Muchos de sus textos resultan poco atractivos si uno desea abismarse en la estricta escritura de imaginación para, luego, ir a la propia. Sin duda alguna todo lo escrito por Reyes resulta muy atrayente desde el punto de vista de la escritura, mas al sumergir los tomos totales al agua de nuestros tiempos, emergen cuando mucho tres libros como una especie de estrictas antologías de lo abundante que resulta Alfonso Reyes, quien vivió atento a todas las corrientes literarias, a todos los asuntos, a todas las modas de su tiempo…
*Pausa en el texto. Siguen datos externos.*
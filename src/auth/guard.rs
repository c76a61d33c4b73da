//! Role-based authorization.

use std::collections::HashSet;

use crate::auth::TokenClaims;
use crate::error::GatewayError;

/// Allow or deny based on role membership.
///
/// Exact, case-sensitive matching; no role hierarchy. "ADMIN" does not
/// imply "MANAGER", so multi-role routes list every accepted role.
///
/// Absent claims on a restricted route means the table was misconfigured
/// (roles without auth); startup validation catches that, this branch is
/// the runtime backstop.
pub fn authorize(
    claims: Option<&TokenClaims>,
    required: &HashSet<String>,
) -> Result<(), GatewayError> {
    if required.is_empty() {
        return Ok(());
    }

    let claims = claims.ok_or(GatewayError::MissingCredential)?;

    if required.contains(&claims.role) {
        Ok(())
    } else {
        Err(GatewayError::Forbidden)
    }
}

#[cfg(test)]
mod tests {
    use super::*;

    fn claims(role: &str) -> TokenClaims {
        TokenClaims {
            subject: "user-1".into(),
            email: "user@example.com".into(),
            role: role.into(),
        }
    }

    fn roles(names: &[&str]) -> HashSet<String> {
        names.iter().map(|r| r.to_string()).collect()
    }

    #[test]
    fn empty_requirement_always_passes() {
        assert!(authorize(None, &HashSet::new()).is_ok());
        assert!(authorize(Some(&claims("USER")), &HashSet::new()).is_ok());
    }

    #[test]
    fn membership_is_exact_and_case_sensitive() {
        let required = roles(&["ADMIN", "MANAGER"]);
        assert!(authorize(Some(&claims("ADMIN")), &required).is_ok());
        assert!(authorize(Some(&claims("MANAGER")), &required).is_ok());
        assert!(matches!(
            authorize(Some(&claims("admin")), &required),
            Err(GatewayError::Forbidden)
        ));
        assert!(matches!(
            authorize(Some(&claims("USER")), &required),
            Err(GatewayError::Forbidden)
        ));
    }

    #[test]
    fn missing_claims_on_restricted_route() {
        let required = roles(&["ADMIN"]);
        assert!(matches!(
            authorize(None, &required),
            Err(GatewayError::MissingCredential)
        ));
    }
}
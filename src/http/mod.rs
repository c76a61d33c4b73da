//! HTTP protocol handling subsystem.
//!
//! # Data Flow
//! ```text
//! TCP connection
//!     → server.rs (Axum setup, middleware stack, /health bypass)
//!     → request.rs (request ID as early as possible)
//!     → [pipeline gates decide admit/reject]
//!     → forward.rs (replay against the backend, stream response back)
//!     → Send to client
//! ```

pub mod forward;
pub mod request;
pub mod server;

pub use forward::Forwarder;
pub use request::{request_id, MakeRequestUuid, X_REQUEST_ID};
pub use server::HttpServer;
Es de agradecer al regiomontano su inquietud abarcadora, pero nos parece que podría quedarse —y de hecho sucede— en apenas unas cuantas páginas, en algunos textos en verdad fundamentales: la Visión de Anáhuac, La cena (y otras historias) e Ifigenia cruel ejemplares como dedicación de vida a una pasión como lo es la escritura.
Reyes indudablemente es un enorme poeta, un cronista, un filólogo, un creador de géneros como la reseña cinematográfica, una literatura que bien podría llevar su nombre, un ser bondadoso y, además, una forma de visión muy particular que se desborda hasta encontrarse ante una pared fin de sí mismo: es mostrarse y saberse ejemplo de las nuevas generaciones, quienes apreciaban su trabajo y tomaron su esfuerzo como ejemplo de que así debe ser la escritura y el quehacer en, para, y por el fin de una obra. Pero que también, al saberse observado por éstos, nunca se permitió la libertad de ser un escritor con errores o faltas al lenguaje cortés y bien escrito. Al regiomontano le faltó ser menos santo barón y más ser de este mundo: con defectos y virtudes; pues cuidó ser un personaje cortés y afable, y nunca convertirse en artista desbordado y pasional.
Ser un escrupuloso y fino caballero fue su pecado.